- [Work to complete]
I need every line that includes the word "extend" copied from the material.

- [Extracted information]
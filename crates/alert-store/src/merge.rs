//! Merging simulated alerts into the API feed.

use phc_core::{AlertFeedEntry, AlertKind, CHANNEL_SIMULATED};

use crate::simulated::SimulatedAlert;

impl SimulatedAlert {
    /// Project this alert into the feed shape.
    pub fn to_feed_entry(&self) -> AlertFeedEntry {
        let kind = AlertKind::from(self.kind);
        AlertFeedEntry {
            id: self.id.clone(),
            facility_id: self.facility_id.clone(),
            display_name: self.facility_name.clone(),
            local_government_area: self.local_government_area.clone(),
            state: self.state.clone(),
            label: kind.label(),
            kind,
            level: Some(self.severity.into()),
            score: None,
            message: self.message.clone(),
            timestamp: self.timestamp.clone(),
            channel: self
                .channel
                .clone()
                .unwrap_or_else(|| CHANNEL_SIMULATED.to_string()),
            simulated: true,
        }
    }
}

/// Build the combined feed: simulated alerts (store order) then API entries
/// (source order).
///
/// Entries are neither re-sorted nor de-duplicated.
pub fn merge_feed(
    api_entries: Vec<AlertFeedEntry>,
    simulated: &[SimulatedAlert],
) -> Vec<AlertFeedEntry> {
    let mut merged = Vec::with_capacity(simulated.len() + api_entries.len());
    merged.extend(simulated.iter().map(SimulatedAlert::to_feed_entry));
    merged.extend(api_entries);
    merged
}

- [Exercise response]
    merged.extend(simulated.iter().map(SimulatedAlert::to_feed_entry));
    merged.extend(api_entries);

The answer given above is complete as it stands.